We're now five years or so into the laptop era of improvised music, during which ever greater numbers of players have attempted to incorporate electronic elements into their improv work. Some use a computer as an extra tone source, setting a preprogrammed pattern of notes in motion, then picking up another instrument and playing along; some perform in teams in which one player's output is electronically augmented or manipulated by another. Since forming the duo Grey Ghost in early 2002, reedist-laptopper Aram Shelton and drummer-keyboardist Johnathan Crawford have been developing their own methodology; listening to their debut album, How to Create Words (482 Music), it's clear they're onto something. Through his work in groups like Dragons 1976, Arrive, and Rapid Croche, Shelton has established himself as one of the finest young saxophonists in town--his tart alto tone and melodic generosity show strong signs of Ornette Coleman's influence--and the organic-feeling synthesis of horn and laptop he's created here is testament to his abilities as both composer and improviser. While Shelton occasionally uses computer-generated bass lines as structural nuggets to improvise around, a la Chicago Underground Duo, most of the sonic elements in play come from terse samples of his own saxophone. On a track like "Spitzacolli" he starts with a succession of breathy alto licks, samples them in real time, and tweaks the samples on his computer until they fit together in an endless self-reflecting grid; then Crawford snaps out of a gentle cymbal wash into a hard-hitting circular groove and Shelton solos over the hall-of-mirrors framework. The sax samples on "Hand Down" are percussive pops and harmonic squeaks repeated ad infinitum while Crawford taps out a spare, stuttering beat, giving Shelton plenty of room for a moody solo, while "Unheard, Other Bands Practice" is a loose assemblage of percussive clatter, dyspeptic melodica puffs, striated columns of breath, and bell-like electronic tones.
- Peter Margasak, Chicago Reader "Critic's Choice"
Grey Ghost is a duo project. Shelton’s breathy a cappella saxophone opens “Spitzacolli” with a fragmented minimalist motif that gradually evolves into double tracked lines that transform Crawford’s simmering cymbals into a driving groove. Still the multiplication of Shelton’s simple lines does grow rather muddy at times.
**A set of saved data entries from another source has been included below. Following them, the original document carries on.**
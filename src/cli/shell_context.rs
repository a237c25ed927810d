use dialoguer::theme::ColorfulTheme;

use crate::{
    config::{Config, ConfigManager},
    domain::Ledger,
    storage::LedgerStore,
};

use super::registry::CommandRegistry;

#[derive(Debug, Clone, Copy, PartialEq, Eq)]
pub enum CliMode {
    Interactive,
    Script,
}

pub struct ShellContext {
    pub mode: CliMode,
    pub registry: CommandRegistry,
    pub theme: ColorfulTheme,
    pub config_manager: ConfigManager,
    pub config: Config,
    pub store: Box<dyn LedgerStore>,
    /// Snapshot from the most recent load or append.
    pub ledger: Ledger,
    pub running: bool,
}

impl ShellContext {
    pub fn ledger(&self) -> &Ledger {
        &self.ledger
    }

    pub fn currency_symbol(&self) -> &str {
        &self.config.currency_symbol
    }
}
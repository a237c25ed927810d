//! The insertion-ordered transaction ledger and its month grouping key.

use std::fmt;

use chrono::{Datelike, NaiveDate};
use serde::{Deserialize, Serialize};

use crate::domain::{common::Displayable, transaction::Transaction};
use crate::errors::Result;

/// Ordered collection of every recorded transaction.
///
/// Records are only ever appended; every record passed validation on the way in.
#[derive(Debug, Clone, Default, Serialize, Deserialize, PartialEq)]
pub struct Ledger {
    transactions: Vec<Transaction>,
}

impl Ledger {
    pub fn new() -> Self {
        Self::default()
    }

    /// Builds a ledger from existing records, validating each one.
    pub fn from_transactions(transactions: Vec<Transaction>) -> Result<Self> {
        for txn in &transactions {
            txn.validate()?;
        }
        Ok(Self { transactions })
    }

    /// Appends a record after validation. On error the ledger is left untouched.
    pub fn append(&mut self, transaction: Transaction) -> Result<()> {
        transaction.validate()?;
        self.transactions.push(transaction);
        Ok(())
    }

    pub fn transactions(&self) -> &[Transaction] {
        &self.transactions
    }

    pub fn len(&self) -> usize {
        self.transactions.len()
    }

    pub fn is_empty(&self) -> bool {
        self.transactions.is_empty()
    }
}

/// A `(year, month)` grouping key derived from a transaction date.
///
/// Field order makes the derived ordering chronological.
#[derive(Debug, Clone, Copy, Serialize, Deserialize, PartialEq, Eq, PartialOrd, Ord, Hash)]
pub struct MonthKey {
    pub year: i32,
    pub month: u32,
}

impl MonthKey {
    pub fn new(year: i32, month: u32) -> Self {
        Self { year, month }
    }

    pub fn from_date(date: NaiveDate) -> Self {
        Self {
            year: date.year(),
            month: date.month(),
        }
    }
}

impl From<&Transaction> for MonthKey {
    fn from(txn: &Transaction) -> Self {
        MonthKey::from_date(txn.date)
    }
}

impl fmt::Display for MonthKey {
    fn fmt(&self, f: &mut fmt::Formatter<'_>) -> fmt::Result {
        write!(f, "{:04}-{:02}", self.year, self.month)
    }
}

impl Displayable for MonthKey {
    fn display_label(&self) -> String {
        NaiveDate::from_ymd_opt(self.year, self.month, 1)
            .map(|first| first.format("%b %Y").to_string())
            .unwrap_or_else(|| self.to_string())
    }
}

#[cfg(test)]
mod tests {
    use super::*;
    use crate::domain::{Category, TransactionType};

    fn txn(amount: f64) -> Transaction {
        Transaction {
            date: NaiveDate::from_ymd_opt(2024, 1, 5).unwrap(),
            category: Category::Food,
            kind: TransactionType::Expense,
            amount,
        }
    }

    #[test]
    fn append_rejects_invalid_record_and_keeps_ledger() {
        let mut ledger = Ledger::new();
        ledger.append(txn(12.5)).unwrap();
        assert!(ledger.append(txn(-10.0)).is_err());
        assert_eq!(ledger.len(), 1);
        assert_eq!(ledger.transactions()[0].amount, 12.5);
    }

    #[test]
    fn from_transactions_validates_every_record() {
        assert!(Ledger::from_transactions(vec![txn(1.0), txn(-1.0)]).is_err());
        assert_eq!(Ledger::from_transactions(vec![txn(1.0), txn(1.0)]).unwrap().len(), 2);
    }

    #[test]
    fn month_keys_order_chronologically() {
        let mut keys = vec![
            MonthKey::new(2024, 2),
            MonthKey::new(2023, 12),
            MonthKey::new(2024, 1),
        ];
        keys.sort();
        assert_eq!(
            keys,
            vec![
                MonthKey::new(2023, 12),
                MonthKey::new(2024, 1),
                MonthKey::new(2024, 2)
            ]
        );
        assert_eq!(MonthKey::new(2024, 1).to_string(), "2024-01");
        assert_eq!(MonthKey::new(2024, 1).display_label(), "Jan 2024");
    }
}
use crate::cli::output::{self, section as output_section};
use crate::cli::registry::{CommandEntry, CommandRegistry};

pub fn print_overview(registry: &CommandRegistry) {
    output_section("Available commands");
    for entry in registry.list() {
        output::info(format!("  {:<12} {}", entry.name, entry.description));
    }
    output::info("Use `help <command>` for details.");
}

pub fn print_command(entry: &CommandEntry) {
    output_section(format!("Help: {}", entry.name));
    output::info(format!("  Description: {}", entry.description));
    output::info(format!("  Usage: {}", entry.usage));
    if !entry.aliases.is_empty() {
        output::info(format!("  Aliases: {}", entry.aliases.join(", ")));
    }
}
There is also a tendency for this duo to get stuck in a dirge mode; after the comparative drama and outburst of the opening track, the ensuing “Splendor,” “Horns and Organ,” “Hand Down” and “When You Say Go, Leave” sustain a static ambiance. That is a great pity as further listening reveals this to be an uncharitable view of the duo’s monotony of form. Consider how the computer distortions that introduce “When You Say Go, Leave” adorn an average sounding mid-tempo jam on tenor sax and drums with the sound of surprise. Similarly the shimmering accretions of the atmospheric “Command Control” and the animated stasis of “Spool” demonstrate why the second half of this project is consistently worth repeated hearing. That’s never more evident than during the spectral minimalism of “Unheard, Other Bands Practice” evoked by Shelton’s droll clarinet and Crawford’s melodica and curt percussion. In other words this project is a bit slow to get going but if you find that the brief drone hook of the second track “Splendor” intrigues you (as this lasts under three minutes it’s only a foretaste of this duo’s more protracted process) be assured that by the end of the sonic journey you will have found this one to have been well worth the musical ride.